2021-12-06 05:00:00 Jornal de Madeira

“Se adesão continuar não há nada para tornar obrigatório”

O secretário de Estado Adjunto e da Saúde considerou ontem que “não há nada para tornar obrigatório” se a adesão à vacinação contra a covid-19 se mantiver. No dia em que Portugal assinalou mais 23 mortos por covid-19 e mais 3.786 novas infeções com o vírus da doença, o secretário de Estado Adjunto e da Saúde, António Lacerda Sales, disse hoje estar muito preocupado com a “tendência crescente” da pandemia em Portugal. “Estamos, claro, muito preocupados. Estamos com 374 de índice de incidência por 100.000 habitantes a 14 dias. Estamos com um índice transmissibilidade de 1,13, portanto, ainda superior a 1. E é claro que isso nos preocupa por ter uma tendência crescente”, afirmou aos jornalistas António Lacerda Sales, em Leiria, onde, ontem, visitou o centro de vacinação contra a covid-19. O governante insistiu na necessidade de acelerar a vacinação e o reforço da testagem, assim como no “controlo de fronteiras, com a obrigação do teste à chegada”. Mas, numa intervenção mais otimista, referiu que não há nada para tornar obrigatório se a adesão à vacinação se mantiver. Aliás, o secretário de Estado destacou que os portugueses aderem histórica e culturalmente à vacinação. “Na minha perspetiva, eu acho que se continuarmos com o exemplo de cidadania que hoje aqui estamos a ver, com o exemplo de cidadania que temos visto nos portugueses ao longo destes meses de vacinação, eu acho que não há nada para tornar obrigatório, porque os portugueses aderem por si só a estas mensagens de sensibilização”, afirmou Lacerda Sales. “Temos um plano de vacinação com uma cobertura superior a 97, 98 por cento.
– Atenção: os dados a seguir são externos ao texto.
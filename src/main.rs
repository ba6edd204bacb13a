//! datefact - pick a date, get a fact
//!
//! A small controller that validates a (month, day) selection, fetches a
//! trivia fact for it and exposes the text to whatever renders it.

mod config;
mod facts;
mod runtime;
mod selection;
mod state_machine;

use config::FactConfig;
use facts::{LoggingService, NumbersApiService};
use runtime::{ControllerError, DateFactController, Snapshot};
use std::io::Write;
use tokio::io::{AsyncBufRead, AsyncBufReadExt, BufReader};
use tokio::sync::watch;
use tracing_subscriber::{layer::SubscriberExt, util::SubscriberInitExt};

const USAGE: &str = "usage: datefact [<month> <day> [--json]]";

#[tokio::main]
async fn main() -> Result<(), Box<dyn std::error::Error>> {
    // Logs go to stderr; stdout carries only fact text
    tracing_subscriber::registry()
        .with(
            tracing_subscriber::EnvFilter::try_from_default_env()
                .unwrap_or_else(|_| "datefact=info".into()),
        )
        .with(
            tracing_subscriber::fmt::layer()
                .json()
                .with_writer(std::io::stderr)
                .with_current_span(false)
                .with_span_list(false),
        )
        .init();

    let config = FactConfig::from_env()?;
    if config.api_key.is_none() {
        tracing::warn!(
            "No API key configured. Set DATEFACT_API_KEY; requests will fail authentication."
        );
    }
    tracing::info!(
        base_url = %config.base_url,
        error_policy = ?config.error_policy,
        "Configuration loaded"
    );

    let service = LoggingService::new(NumbersApiService::new(&config)?);
    let controller = DateFactController::spawn(config, service);

    let args: Vec<String> = std::env::args().skip(1).collect();
    match args.as_slice() {
        [] => {
            let stdin = BufReader::new(tokio::io::stdin());
            run_session(&controller, stdin, &mut std::io::stdout()).await?;
        }
        [month, day] => run_once(&controller, month, day, false).await?,
        [month, day, flag] if flag == "--json" => run_once(&controller, month, day, true).await?,
        _ => {
            eprintln!("{USAGE}");
            std::process::exit(2);
        }
    }

    Ok(())
}

/// Drive one selection, wait for the fetch and print the result
async fn run_once(
    controller: &DateFactController,
    month: &str,
    day: &str,
    json: bool,
) -> Result<(), Box<dyn std::error::Error>> {
    controller.set_month(month).await?;
    controller.set_day(day).await?;
    let snapshot = controller.settled().await;
    print_snapshot(&snapshot, json)?;
    Ok(())
}

fn print_snapshot(snapshot: &Snapshot, json: bool) -> Result<(), serde_json::Error> {
    if json {
        println!("{}", serde_json::to_string_pretty(snapshot)?);
    } else {
        println!("{}", snapshot.display_text);
    }
    Ok(())
}

/// Tell the user which days the picked month offers
fn print_day_hint(controller: &DateFactController) {
    let snapshot = controller.snapshot();
    if snapshot.selection.day.is_some() {
        return;
    }
    let choices = snapshot.selection.day_choices();
    match snapshot.month_name {
        Some(name) => eprintln!("{name}: pick a day {}-{}", choices.start(), choices.end()),
        None if snapshot.selection.month.is_some() => eprintln!("No such month; pick 1-12"),
        None => {}
    }
}

/// What a session line asked for
enum Flow {
    Continue,
    Quit,
}

/// Apply one session line to the controller
async fn handle_line(
    controller: &DateFactController,
    line: &str,
) -> Result<Flow, ControllerError> {
    let mut parts = line.split_whitespace();
    let result = match (parts.next(), parts.next()) {
        (Some("month" | "m"), value) => controller.set_month(value.unwrap_or("")).await,
        (Some("day" | "d"), value) => controller.set_day(value.unwrap_or("")).await,
        (Some("clear"), None) => controller.clear().await,
        (Some("quit" | "q"), None) => return Ok(Flow::Quit),
        (None, _) => return Ok(Flow::Continue),
        _ => {
            eprintln!("commands: month <n> | day <n> | clear | quit");
            return Ok(Flow::Continue);
        }
    };
    match result {
        Ok(()) => print_day_hint(controller),
        Err(ControllerError::Rejected(e)) => eprintln!("{e}"),
        Err(e @ ControllerError::Stopped) => return Err(e),
    }
    Ok(Flow::Continue)
}

/// Write the display text if it differs from what was last written
fn print_if_changed(
    updates: &mut watch::Receiver<Snapshot>,
    last: &mut String,
    out: &mut impl Write,
) -> std::io::Result<()> {
    let text = updates.borrow_and_update().display_text.clone();
    if text != *last {
        writeln!(out, "{text}")?;
        *last = text;
    }
    Ok(())
}

/// Line-driven session: `month <v>`, `day <v>`, `clear`, `quit`
///
/// Every change of the display text is written to `out` as it is
/// published. When input ends, the pending fetch is awaited so its result
/// still gets written; `quit` exits without waiting.
async fn run_session<R, W>(
    controller: &DateFactController,
    input: R,
    out: &mut W,
) -> Result<(), Box<dyn std::error::Error>>
where
    R: AsyncBufRead + Unpin,
    W: Write,
{
    let mut updates = controller.subscribe();
    let mut last = updates.borrow_and_update().display_text.clone();
    writeln!(out, "{last}")?;

    let mut lines = input.lines();
    loop {
        tokio::select! {
            biased;
            Ok(()) = updates.changed() => print_if_changed(&mut updates, &mut last, out)?,
            line = lines.next_line() => {
                let Some(line) = line? else { break };
                if let Flow::Quit = handle_line(controller, &line).await? {
                    return Ok(());
                }
            }
        }
    }

    controller.settled().await;
    print_if_changed(&mut updates, &mut last, out)?;
    Ok(())
}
Portanto, os portugueses estão habituados a aderir à vacinação, aderem à vacinação histórica e culturalmente”, prosseguiu. António Sales destacou ainda que se atingiu “a meta de um milhão e meio de pessoas vacinadas” com a dose de reforço contra o novo coronavírus “14 dias antes” da data com a qual o Governo se tinha comprometido. À pergunta se espera este grau de adesão, caso a Direção-Geral da Saúde entenda vacinar crianças com menos de 12 anos, o secretário de Estado respondeu que primeiro é necessário o parecer da Comissão Técnica de Vacinação. Mais preocupado, mostrou-se com os serviços de saúde. Adiantou que foi pedido “a todos os hospitais e a todos os serviços de saúde planos de contingência” e que “as escalas de banco estivessem asseguradas”.